Me: Hi, I’m Dr. Pal and I’ll be taking care of you here in the hospital.
Patient: Where the hell is my real doctor?
Me: He’s at the office seeing patients. He doesn’t come to the hospital anymore.
Patient: Why the hell not?
Me: Well, it’s complicated, but it’s getting harder and harder for doctors to pay their overhead. They have to see more and more patients, and in the time it takes to come to the hospital and see one patient, he can see 5 or 6 in the office.
Patient: What’s wrong with him just getting up earlier?
OK, time for a brief lesson on modern medical practice. First of all, I’m an internist. In the old model, an internist sees patients both in the office and in the hospital. Over the last decade or so, there has been a shift in practice. Fewer and fewer outpatient primary care doctors see their own patients in the hospital. Most now use “hospitalists”, internists who specialize in taking care of hospitalized patients.
There are several reasons for this.
First, hospitalized patients are much sicker than they used to be. To meet the “severity of illness”, and “intensity of service” requirements, you have to be pretty darn sick. This means that hospital care is more complex and specialized. Still, it’s not impossible to keep up with both outpatient and inpatient medicine.

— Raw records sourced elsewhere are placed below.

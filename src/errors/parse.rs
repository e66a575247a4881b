//! Turns node-reported failure payloads into typed errors
//!
//! Payloads are nested objects whose keys name the error at each level, e.g.
//! `{"TxExecutionError": {"InvalidTxError": {"InvalidNonce": {"tx_nonce": 5, "ak_nonce": 7}}}}`
//! or `{"ActionError": {"index": 0, "kind": {"FunctionCallError": {"ExecutionError": "..."}}}}`.
//! The deepest type name wins; scalar fields met on the way feed the message.

use serde_json::{Map, Value};

use super::{kinds, ErrorContext, TypedError};
use crate::types::FinalExecutionOutcome;

#[derive(Default)]
struct ErrorPath {
    error_type: Option<String>,
    detail: Option<String>,
    fields: Map<String, Value>,
}

/// CamelCase identifiers name error types; anything else is prose
fn is_type_name(text: &str) -> bool {
    let mut chars = text.chars();
    matches!(chars.next(), Some(first) if first.is_ascii_uppercase())
        && chars.all(|c| c.is_ascii_alphanumeric())
}

fn walk(value: &Value, path: &mut ErrorPath) {
    match value {
        Value::String(text) if is_type_name(text) => path.error_type = Some(text.clone()),
        Value::String(text) => path.detail = Some(text.clone()),
        Value::Object(map) => {
            for (key, inner) in map {
                if !is_type_name(key) && key != "kind" {
                    path.fields.insert(key.clone(), inner.clone());
                }
            }
            if let Some((key, inner)) = map.iter().find(|(key, _)| is_type_name(key)) {
                path.error_type = Some(key.clone());
                walk(inner, path);
            } else if let Some(kind) = map.get("kind") {
                walk(kind, path);
            }
        }
        _ => {}
    }
}

fn field(fields: &Map<String, Value>, name: &str) -> String {
    match fields.get(name) {
        Some(Value::String(text)) => text.clone(),
        Some(other) => other.to_string(),
        None => "?".to_string(),
    }
}

fn format_message(error_type: &str, path: &ErrorPath) -> String {
    let fields = &path.fields;
    match error_type {
        kinds::INVALID_NONCE => format!(
            "Transaction nonce {} must be larger than nonce of the used access key {}",
            field(fields, "tx_nonce"),
            field(fields, "ak_nonce")
        ),
        kinds::EXPIRED => "Transaction has expired".to_string(),
        "InvalidAccessKeyError" | "AccessKeyNotFound" => format!(
            "Signer \"{}\" doesn't have access key with the given public_key {}",
            field(fields, "account_id"),
            field(fields, "public_key")
        ),
        "NotEnoughBalance" => format!(
            "Sender {} does not have enough balance {} for operation costing {}",
            field(fields, "signer_id"),
            field(fields, "balance"),
            field(fields, "cost")
        ),
        "AccountAlreadyExists" => format!(
            "Can't create a new account {}, because it already exists",
            field(fields, "account_id")
        ),
        _ => match (&path.detail, fields.is_empty()) {
            (Some(detail), _) => detail.clone(),
            (None, true) => error_type.to_string(),
            (None, false) => format!("{} {}", error_type, Value::Object(fields.clone())),
        },
    }
}

/// Parse a structured failure payload into a typed error
pub fn parse_rpc_error(payload: &Value) -> TypedError {
    if let Some((message, error_type)) = legacy_shape(payload) {
        return TypedError::new(message, error_type).with_data(payload.clone());
    }
    let mut path = ErrorPath::default();
    walk(payload, &mut path);
    let error_type = path
        .error_type
        .clone()
        .unwrap_or_else(|| kinds::UNTYPED.to_string());
    let message = format_message(&error_type, &path);
    TypedError::new(message, error_type).with_data(payload.clone())
}

/// Older nodes report `{error_message, error_type}` instead of a nested payload
pub fn legacy_shape(payload: &Value) -> Option<(&str, &str)> {
    let message = payload.get("error_message")?.as_str()?;
    let error_type = payload.get("error_type")?.as_str()?;
    Some((message, error_type))
}

/// Typed error for a transaction whose final status is a structured failure.
/// The error context carries the transaction outcome id.
pub fn parse_result_error(outcome: &FinalExecutionOutcome) -> TypedError {
    let payload = outcome.status.failure().cloned().unwrap_or(Value::Null);
    parse_rpc_error(&payload).with_context(ErrorContext::new(outcome.transaction_outcome.id.clone()))
}

/// Infer an error type from free-form node messages
pub fn error_type_from_message(message: &str, fallback: &str) -> String {
    let lowered = message.to_ascii_lowercase();
    if lowered.contains("does not exist while viewing") || lowered.contains("doesn't exist") {
        if lowered.contains("access key") {
            return kinds::ACCESS_KEY_DOES_NOT_EXIST.to_string();
        }
        if lowered.contains("contract code") {
            return "CodeDoesNotExist".to_string();
        }
        if lowered.contains("account") {
            return kinds::ACCOUNT_DOES_NOT_EXIST.to_string();
        }
    }
    if is_invalid_nonce_message(&lowered) {
        return kinds::INVALID_NONCE.to_string();
    }
    if lowered.contains("transaction has expired") {
        return kinds::EXPIRED.to_string();
    }
    if lowered.contains("timeout") || lowered.contains("timed out") {
        return kinds::TIMEOUT.to_string();
    }
    fallback.to_string()
}

/// `Transaction nonce N must be larger than nonce of the used access key M`
fn is_invalid_nonce_message(lowered: &str) -> bool {
    const PREFIX: &str = "transaction nonce ";
    const INFIX: &str = " must be larger than nonce of the used access key ";

    let Some(start) = lowered.find(PREFIX) else {
        return false;
    };
    let rest = &lowered[start + PREFIX.len()..];
    let Some(split) = rest.find(INFIX) else {
        return false;
    };
    let tx_nonce = &rest[..split];
    let ak_nonce: String = rest[split + INFIX.len()..]
        .chars()
        .take_while(char::is_ascii_digit)
        .collect();
    !tx_nonce.is_empty() && tx_nonce.bytes().all(|b| b.is_ascii_digit()) && !ak_nonce.is_empty()
}

#[cfg(test)]
mod tests {
    use super::*;
    use serde_json::json;

    #[test]
    fn test_invalid_nonce_payload() {
        let err = parse_rpc_error(&json!({
            "TxExecutionError": {
                "InvalidTxError": { "InvalidNonce": { "tx_nonce": 5, "ak_nonce": 7 } }
            }
        }));
        assert_eq!(err.error_type, "InvalidNonce");
        assert!(err.message.contains("nonce 5"));
        assert!(err.message.contains("access key 7"));
        assert!(err.data.is_some());
    }

    #[test]
    fn test_expired_as_string_leaf() {
        let err = parse_rpc_error(&json!({ "TxExecutionError": { "InvalidTxError": "Expired" } }));
        assert_eq!(err.error_type, "Expired");
        assert_eq!(err.message, "Transaction has expired");
    }

    #[test]
    fn test_action_error_descends_through_kind() {
        let err = parse_rpc_error(&json!({
            "ActionError": {
                "index": 0,
                "kind": {
                    "FunctionCallError": { "ExecutionError": "Smart contract panicked: boom" }
                }
            }
        }));
        assert_eq!(err.error_type, "ExecutionError");
        assert_eq!(err.message, "Smart contract panicked: boom");
    }

    #[test]
    fn test_legacy_shape_kept_verbatim() {
        let err = parse_rpc_error(&json!({ "error_message": "boom", "error_type": "GuestPanic" }));
        assert_eq!(err.error_type, "GuestPanic");
        assert_eq!(err.message, "boom");
    }

    #[test]
    fn test_unknown_payload_is_untyped() {
        let err = parse_rpc_error(&json!({ "weird": true }));
        assert_eq!(err.error_type, "UntypedError");
        assert!(err.message.contains("weird"));
    }

    #[test]
    fn test_error_type_from_message() {
        assert_eq!(
            error_type_from_message(
                "access key ed25519:abc does not exist while viewing",
                "UntypedError"
            ),
            "AccessKeyDoesNotExist"
        );
        assert_eq!(
            error_type_from_message("account bob.near does not exist while viewing", "X"),
            "AccountDoesNotExist"
        );
        assert_eq!(error_type_from_message("query has timed out", "X"), "TimeoutError");
        assert_eq!(error_type_from_message("something else", "Fallback"), "Fallback");
    }

    #[test]
    fn test_nonce_message_maps_to_invalid_nonce() {
        assert_eq!(
            error_type_from_message(
                "Transaction nonce 5 must be larger than nonce of the used access key 7",
                "UntypedError"
            ),
            "InvalidNonce"
        );
        assert_eq!(
            error_type_from_message("Transaction has expired", "UntypedError"),
            "Expired"
        );
        // Placeholders are not nonces
        assert_eq!(
            error_type_from_message(
                "Transaction nonce ? must be larger than nonce of the used access key ?",
                "UntypedError"
            ),
            "UntypedError"
        );
    }

    #[test]
    fn test_formatted_nonce_message_round_trips_kind() {
        let err = parse_rpc_error(&json!({
            "TxExecutionError": {
                "InvalidTxError": { "InvalidNonce": { "tx_nonce": 5, "ak_nonce": 7 } }
            }
        }));
        assert_eq!(error_type_from_message(&err.message, "UntypedError"), err.error_type);
    }
}
//! Structured diagnostics for submissions
//!
//! Receipt logs and failure warnings go through [`DiagnosticLogger`], which
//! carries a correlation id and honours the `NEAR_NO_LOGS` switch. Debug-level
//! tracing elsewhere in the crate is not affected by the switch.

use uuid::Uuid;

use crate::sender::ReceiptLogRecord;

/// Environment variable that silences receipt logs and failure warnings when set
pub const NO_LOGS_ENV: &str = "NEAR_NO_LOGS";

/// Diagnostics stay on unless the switch holds a non-empty value
pub fn enabled_for(no_logs: Option<&str>) -> bool {
    !matches!(no_logs, Some(value) if !value.is_empty())
}

/// Read the switch from the process environment
pub fn diagnostics_enabled() -> bool {
    enabled_for(std::env::var(NO_LOGS_ENV).ok().as_deref())
}

/// Structured logger for a sender
#[derive(Debug, Clone)]
pub struct DiagnosticLogger {
    context_id: String,
    enabled: bool,
}

impl DiagnosticLogger {
    /// Logger whose on/off state follows `NEAR_NO_LOGS`
    pub fn new() -> Self {
        Self::with_enabled(diagnostics_enabled())
    }

    pub fn with_enabled(enabled: bool) -> Self {
        Self {
            context_id: Uuid::new_v4().to_string(),
            enabled,
        }
    }

    /// Keep the current state only if the configuration also allows it
    pub fn restrict(mut self, allowed: bool) -> Self {
        self.enabled &= allowed;
        self
    }

    pub fn context_id(&self) -> &str {
        &self.context_id
    }

    pub fn is_enabled(&self) -> bool {
        self.enabled
    }

    /// Emit the receipt ids, contract logs and failure of every record.
    /// Lines are attributed to `contract_id`, the transaction's receiver.
    pub fn log_receipts(&self, contract_id: &str, records: &[ReceiptLogRecord]) {
        if !self.enabled {
            return;
        }
        for record in records {
            let label = if record.receipt_ids.len() > 1 { "Receipts" } else { "Receipt" };
            tracing::info!(
                context_id = %self.context_id,
                outcome_id = %record.outcome_id,
                "{}: {}",
                label,
                record.receipt_ids.join(", ")
            );
            self.log_contract_output(contract_id, &record.logs);
            if let Some(failure) = &record.failure {
                tracing::warn!(
                    context_id = %self.context_id,
                    outcome_id = %record.outcome_id,
                    error_type = %failure.error_type,
                    "Failure [{}]: {}",
                    contract_id,
                    failure.message
                );
            }
        }
    }

    pub fn log_contract_output(&self, contract_id: &str, logs: &[String]) {
        if !self.enabled {
            return;
        }
        for line in logs {
            tracing::info!(
                context_id = %self.context_id,
                "Log [{}]: {}",
                contract_id,
                line
            );
        }
    }

    /// Retryable failure; the next attempt re-signs
    pub fn warn_retry(&self, transaction_hash: &str, attempt: u32, error_type: &str, message: &str) {
        if !self.enabled {
            return;
        }
        tracing::warn!(
            context_id = %self.context_id,
            transaction_hash = %transaction_hash,
            attempt = attempt,
            error_type = %error_type,
            "Retrying transaction after {}: {}",
            error_type,
            message
        );
    }

    /// Fatal failure for a submitted transaction
    pub fn warn_failure(&self, transaction_hash: &str, error_type: &str, message: &str) {
        if !self.enabled {
            return;
        }
        tracing::warn!(
            context_id = %self.context_id,
            transaction_hash = %transaction_hash,
            error_type = %error_type,
            "Transaction {} failed: {}",
            transaction_hash,
            message
        );
    }
}

impl Default for DiagnosticLogger {
    fn default() -> Self {
        Self::new()
    }
}
//! Access key resolution with a populate-if-absent cache

use dashmap::mapref::entry::Entry;
use dashmap::DashMap;
use prometheus::IntGauge;
use std::sync::Arc;
use tracing::debug;

use crate::errors::{kinds, SenderError, SenderResult};
use crate::metrics::metrics;
use crate::provider::{BlockReference, Provider, QueryRequest};
use crate::signer::Signer;
use crate::types::{AccessKey, PublicKey};

/// Nonce following `nonce`, or `NonceOverflow` once the key has used them all
pub fn next_nonce(public_key: &PublicKey, nonce: u64) -> SenderResult<u64> {
    nonce.checked_add(1).ok_or_else(|| {
        SenderError::typed(
            format!("Access key {} has no nonce left after {}", public_key, nonce),
            kinds::NONCE_OVERFLOW,
        )
    })
}

/// Access keys by public key string
///
/// Entries are written with insert-if-absent: when two resolutions race, the
/// one that stores second gets the entry already there instead of replacing it.
/// The size gauge is shared by every cache in the process, so each cache adds
/// and removes only its own entries.
#[derive(Debug)]
pub struct AccessKeyCache {
    entries: DashMap<String, AccessKey>,
    size: IntGauge,
}

impl Default for AccessKeyCache {
    fn default() -> Self {
        Self::with_size_gauge(metrics().access_key_cache_size.clone())
    }
}

impl AccessKeyCache {
    pub fn new() -> Self {
        Self::default()
    }

    pub fn with_size_gauge(size: IntGauge) -> Self {
        Self {
            entries: DashMap::new(),
            size,
        }
    }

    pub fn get(&self, public_key: &PublicKey) -> Option<AccessKey> {
        self.entries
            .get(&public_key.to_string())
            .map(|entry| entry.value().clone())
    }

    /// Store `fetched` unless an entry exists; return whichever entry is cached
    pub fn insert_if_absent(&self, public_key: &PublicKey, fetched: AccessKey) -> AccessKey {
        match self.entries.entry(public_key.to_string()) {
            Entry::Occupied(entry) => entry.get().clone(),
            Entry::Vacant(entry) => {
                self.size.inc();
                entry.insert(fetched).value().clone()
            }
        }
    }

    /// Bump the cached nonce and return the new value, `None` if nothing is
    /// cached. On overflow the entry keeps its nonce.
    pub fn advance_nonce(&self, public_key: &PublicKey) -> SenderResult<Option<u64>> {
        match self.entries.get_mut(&public_key.to_string()) {
            Some(mut entry) => {
                let nonce = next_nonce(public_key, entry.nonce)?;
                entry.nonce = nonce;
                Ok(Some(nonce))
            }
            None => Ok(None),
        }
    }

    /// Drop the cached entry so the next resolution re-queries the node
    pub fn evict(&self, public_key: &PublicKey) -> bool {
        let removed = self.entries.remove(&public_key.to_string()).is_some();
        if removed {
            self.size.dec();
        }
        removed
    }

    pub fn len(&self) -> usize {
        self.entries.len()
    }

    pub fn is_empty(&self) -> bool {
        self.entries.is_empty()
    }
}

impl Drop for AccessKeyCache {
    fn drop(&mut self) {
        self.size.sub(self.entries.len() as i64);
    }
}

/// Resolved key pair: the signer's public key and the ledger access key
#[derive(Debug, Clone, PartialEq)]
pub struct ResolvedAccessKey {
    pub public_key: PublicKey,
    pub access_key: AccessKey,
}

/// Finds the access key the signer would use for an account
pub struct AccessKeyResolver {
    provider: Arc<dyn Provider>,
    signer: Arc<dyn Signer>,
    cache: Arc<AccessKeyCache>,
}

impl AccessKeyResolver {
    pub fn new(provider: Arc<dyn Provider>, signer: Arc<dyn Signer>) -> Self {
        Self::with_cache(provider, signer, Arc::new(AccessKeyCache::new()))
    }

    pub fn with_cache(
        provider: Arc<dyn Provider>,
        signer: Arc<dyn Signer>,
        cache: Arc<AccessKeyCache>,
    ) -> Self {
        Self {
            provider,
            signer,
            cache,
        }
    }

    pub fn cache(&self) -> &Arc<AccessKeyCache> {
        &self.cache
    }

    /// Public key the signer holds for the account, or `KeyNotFound`
    pub async fn public_key(&self, account_id: &str, network_id: &str) -> SenderResult<PublicKey> {
        self.signer
            .get_public_key(account_id, network_id)
            .await?
            .ok_or_else(|| SenderError::KeyNotFound {
                account_id: account_id.to_string(),
                network_id: network_id.to_string(),
            })
    }

    /// Resolve the access key, querying the node only on a cache miss.
    ///
    /// Returns `Ok(None)` when the node has no such key for the account.
    pub async fn resolve(
        &self,
        account_id: &str,
        network_id: &str,
    ) -> SenderResult<Option<ResolvedAccessKey>> {
        let public_key = self.public_key(account_id, network_id).await?;

        if let Some(access_key) = self.cache.get(&public_key) {
            metrics().access_key_cache_hits.inc();
            return Ok(Some(ResolvedAccessKey {
                public_key,
                access_key,
            }));
        }
        metrics().access_key_cache_misses.inc();

        let request = QueryRequest::ViewAccessKey {
            account_id: account_id.to_string(),
            public_key,
        };
        let raw = match self
            .provider
            .query(&request, &BlockReference::optimistic())
            .await
        {
            Ok(raw) => raw,
            Err(err) if err.is_access_key_missing() => {
                debug!(
                    account_id = %account_id,
                    public_key = %public_key,
                    "Access key does not exist"
                );
                return Ok(None);
            }
            Err(err) => return Err(err),
        };

        let fetched: AccessKey = serde_json::from_value(raw)?;
        let access_key = self.cache.insert_if_absent(&public_key, fetched);
        debug!(
            account_id = %account_id,
            public_key = %public_key,
            nonce = access_key.nonce,
            "Access key cached"
        );
        Ok(Some(ResolvedAccessKey {
            public_key,
            access_key,
        }))
    }

    /// Forget the cached key after the node rejected its nonce
    pub fn evict(&self, public_key: &PublicKey) {
        if self.cache.evict(public_key) {
            metrics().access_key_evictions.inc();
            debug!(public_key = %public_key, "Evicted cached access key");
        }
    }
}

Second, there are the financial pressures. Margins are very thin in small practices. Medicare pays me perhaps seventy bucks to see a patient. In the time it would take me to go to the hospital, I could have seen a whole lot of patients, and seeing a hospital patient doesn’t pay all that much more. Not only that, but to pay the bills, you have to see lots and lots and lots of patients, which leaves even less time for other things, such as family, eating, urinating.
I’m in a unique situation, in that I need to be at the hospital every day to teach, so seeing my own patients is no big deal. But for most internists, it’s becoming impossible. Taking care of hospital patients is not just the 10 or 15 minutes at the bedside; it’s the paperwork, phone calls, and pages; the discharge planning, the specialists. Each hospital patient is more work than any 5 office patients, for the same pay.

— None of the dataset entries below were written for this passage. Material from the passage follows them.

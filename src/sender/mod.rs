//! Signing-and-broadcast engine
//!
//! [`TransactionSender`] wires the pieces together for one account:
//! - **access_key**: resolves and caches the access key of the signer's public key
//! - **tx_signer**: builds a transaction with the next nonce and a final block hash
//! - **broadcaster**: re-signs and resubmits on `InvalidNonce` / `Expired`
//! - **outcome**: logs receipts and turns failed statuses into errors
//!
//! Nonces are not coordinated across concurrent sends. Two sends on the same
//! access key may pick the same nonce, in which case one of them is rejected,
//! evicts the cached key and retries. Under sustained contention a send can
//! end in [`crate::SenderError::RetriesExceeded`]; callers that need throughput on
//! one account should serialize sends per key or use several keys.

mod access_key;
mod broadcaster;
mod outcome;
mod retry;
mod tx_signer;

pub use access_key::{AccessKeyCache, AccessKeyResolver, ResolvedAccessKey};
pub use broadcaster::{Broadcast, RetryingBroadcaster};
pub use outcome::{flatten_receipt_logs, OutcomeAggregator, ReceiptLogRecord};
pub use retry::{RetryDecision, RetryPolicy};
pub use tx_signer::{SignedAttempt, TransactionSigner};

use std::sync::Arc;
use tracing::debug;

use crate::config::SenderConfig;
use crate::errors::SenderResult;
use crate::metrics::{metrics, Timer};
use crate::provider::{JsonRpcProvider, Provider};
use crate::signer::{InMemorySigner, Signer};
use crate::structured_logging::DiagnosticLogger;
use crate::types::{Action, CryptoHash, FinalExecutionOutcome, SignedTransaction};

/// Arguments of [`TransactionSender::sign_and_send_transaction`]
#[derive(Debug, Clone, Default)]
pub struct SendOptions {
    pub receiver_id: String,
    pub actions: Vec<Action>,
    /// Opaque data for wallet redirect flows; only logged
    pub wallet_meta: Option<String>,
    /// Redirect target for wallet flows; only logged
    pub wallet_callback_url: Option<String>,
    /// Return a failed outcome instead of an error
    pub return_error: bool,
}

impl SendOptions {
    pub fn new(receiver_id: impl Into<String>, actions: Vec<Action>) -> Self {
        Self {
            receiver_id: receiver_id.into(),
            actions,
            ..Self::default()
        }
    }

    pub fn wallet_meta(mut self, meta: impl Into<String>) -> Self {
        self.wallet_meta = Some(meta.into());
        self
    }

    pub fn wallet_callback_url(mut self, url: impl Into<String>) -> Self {
        self.wallet_callback_url = Some(url.into());
        self
    }

    pub fn return_error(mut self, return_error: bool) -> Self {
        self.return_error = return_error;
        self
    }
}

/// Sends transactions on behalf of one account
pub struct TransactionSender {
    account_id: String,
    network_id: String,
    provider: Arc<dyn Provider>,
    signer: Arc<dyn Signer>,
    resolver: Arc<AccessKeyResolver>,
    tx_signer: Arc<TransactionSigner>,
    broadcaster: RetryingBroadcaster,
    aggregator: OutcomeAggregator,
}

impl TransactionSender {
    /// Sender with the default retry policy. Diagnostics follow `NEAR_NO_LOGS`,
    /// read here once.
    pub fn new(
        account_id: impl Into<String>,
        network_id: impl Into<String>,
        provider: Arc<dyn Provider>,
        signer: Arc<dyn Signer>,
    ) -> Self {
        let account_id = account_id.into();
        let network_id = network_id.into();
        let resolver = Arc::new(AccessKeyResolver::new(provider.clone(), signer.clone()));
        let tx_signer = Arc::new(TransactionSigner::new(
            resolver.clone(),
            provider.clone(),
            signer.clone(),
            account_id.clone(),
            network_id.clone(),
        ));
        let diagnostics = DiagnosticLogger::new();
        let broadcaster = RetryingBroadcaster::new(
            tx_signer.clone(),
            resolver.clone(),
            provider.clone(),
            RetryPolicy::default(),
            diagnostics.clone(),
        );

        Self {
            account_id,
            network_id,
            provider,
            signer,
            resolver,
            tx_signer,
            broadcaster,
            aggregator: OutcomeAggregator::new(diagnostics),
        }
    }

    /// Sender backed by [`JsonRpcProvider`] and [`InMemorySigner`]
    pub fn from_config(config: &SenderConfig) -> SenderResult<Self> {
        config.validate()?;

        let provider = Arc::new(JsonRpcProvider::from_config(&config.rpc)?);
        let signer = match &config.signer.private_key {
            Some(secret_key) => InMemorySigner::from_secret_key(
                &config.account.network_id,
                &config.account.account_id,
                secret_key,
            )?,
            None => InMemorySigner::new(),
        };

        let sender = Self::new(
            config.account.account_id.clone(),
            config.account.network_id.clone(),
            provider,
            Arc::new(signer),
        );
        let diagnostics = DiagnosticLogger::new().restrict(config.logging.diagnostics);
        Ok(sender
            .with_retry_policy(RetryPolicy::from_config(&config.retry)?)
            .with_diagnostics(diagnostics))
    }

    pub fn with_retry_policy(mut self, policy: RetryPolicy) -> Self {
        self.broadcaster = RetryingBroadcaster::new(
            self.tx_signer.clone(),
            self.resolver.clone(),
            self.provider.clone(),
            policy,
            self.aggregator.diagnostics().clone(),
        );
        self
    }

    pub fn with_diagnostics(mut self, diagnostics: DiagnosticLogger) -> Self {
        self.broadcaster = RetryingBroadcaster::new(
            self.tx_signer.clone(),
            self.resolver.clone(),
            self.provider.clone(),
            self.broadcaster.policy().clone(),
            diagnostics.clone(),
        );
        self.aggregator = OutcomeAggregator::new(diagnostics);
        self
    }

    pub fn account_id(&self) -> &str {
        &self.account_id
    }

    pub fn network_id(&self) -> &str {
        &self.network_id
    }

    pub fn provider(&self) -> &Arc<dyn Provider> {
        &self.provider
    }

    pub fn signer(&self) -> &Arc<dyn Signer> {
        &self.signer
    }

    pub fn access_key_cache(&self) -> &Arc<AccessKeyCache> {
        self.resolver.cache()
    }

    /// Access key that would sign a transaction to `receiver_id` carrying `actions`.
    ///
    /// Every transaction uses the signer's key, so the arguments do not change
    /// the result. `Ok(None)` means the node has no such key for the account.
    pub async fn find_access_key(
        &self,
        receiver_id: &str,
        actions: &[Action],
    ) -> SenderResult<Option<ResolvedAccessKey>> {
        debug!(
            account_id = %self.account_id,
            receiver_id = %receiver_id,
            actions = actions.len(),
            "Finding access key"
        );
        self.resolver.resolve(&self.account_id, &self.network_id).await
    }

    /// Sign without submitting. Consumes a nonce from the cached key.
    pub async fn sign_transaction(
        &self,
        receiver_id: &str,
        actions: Vec<Action>,
    ) -> SenderResult<(CryptoHash, SignedTransaction)> {
        let attempt = self.tx_signer.sign(receiver_id, actions).await?;
        Ok((attempt.hash, attempt.signed))
    }

    /// Sign, submit with retries, log receipts and return the outcome.
    ///
    /// Fails with the node's typed error when the transaction executed and
    /// failed, unless `return_error` is set.
    pub async fn sign_and_send_transaction(
        &self,
        options: SendOptions,
    ) -> SenderResult<FinalExecutionOutcome> {
        let SendOptions {
            receiver_id,
            actions,
            wallet_meta,
            wallet_callback_url,
            return_error,
        } = options;

        if wallet_meta.is_some() || wallet_callback_url.is_some() {
            debug!(
                wallet_meta = ?wallet_meta,
                wallet_callback_url = ?wallet_callback_url,
                "Wallet redirect options are not used by direct signing"
            );
        }

        let timer = Timer::new();
        let result = self.broadcaster.broadcast(&receiver_id, &actions).await;
        timer.observe_duration(&metrics().send_latency);
        let broadcast = result?;

        debug!(
            receiver_id = %receiver_id,
            transaction_hash = %broadcast.transaction_hash,
            attempts = broadcast.attempts,
            "Transaction accepted"
        );
        self.aggregator
            .finalize(broadcast.outcome, &broadcast.signed_transaction, return_error)
    }
}

impl std::fmt::Debug for TransactionSender {
    fn fmt(&self, f: &mut std::fmt::Formatter<'_>) -> std::fmt::Result {
        f.debug_struct("TransactionSender")
            .field("account_id", &self.account_id)
            .field("network_id", &self.network_id)
            .field("cached_keys", &self.resolver.cache().len())
            .finish()
    }
}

Where does that leave patients?
For the most part, patients get excellent care from hospitalists. Those of us who see patients in the hospital learn to develop a rapport quickly, and we communicate closely with the outpatient physician (hopefully). Still, patients can feel a bit abandoned by their doctor. Many outpatient doctors still call up or pay a brief visit to their sick patients. These visits aren’t billed, and because the doc isn’t actually managing the patient, they don’t need to come daily. These “social rounds” are important, and give the doc the flexibility to give inpatients some TLC, but without the responsibility of all that hospital care entails.
In many of my posts about the nature of medicine, there has been a bit of back and forth about whether medicine is somehow different from other professions. When a patient looks up at you from their hospital bed and says, “why can’t he just get up earlier?”…well, for me, that answers the question.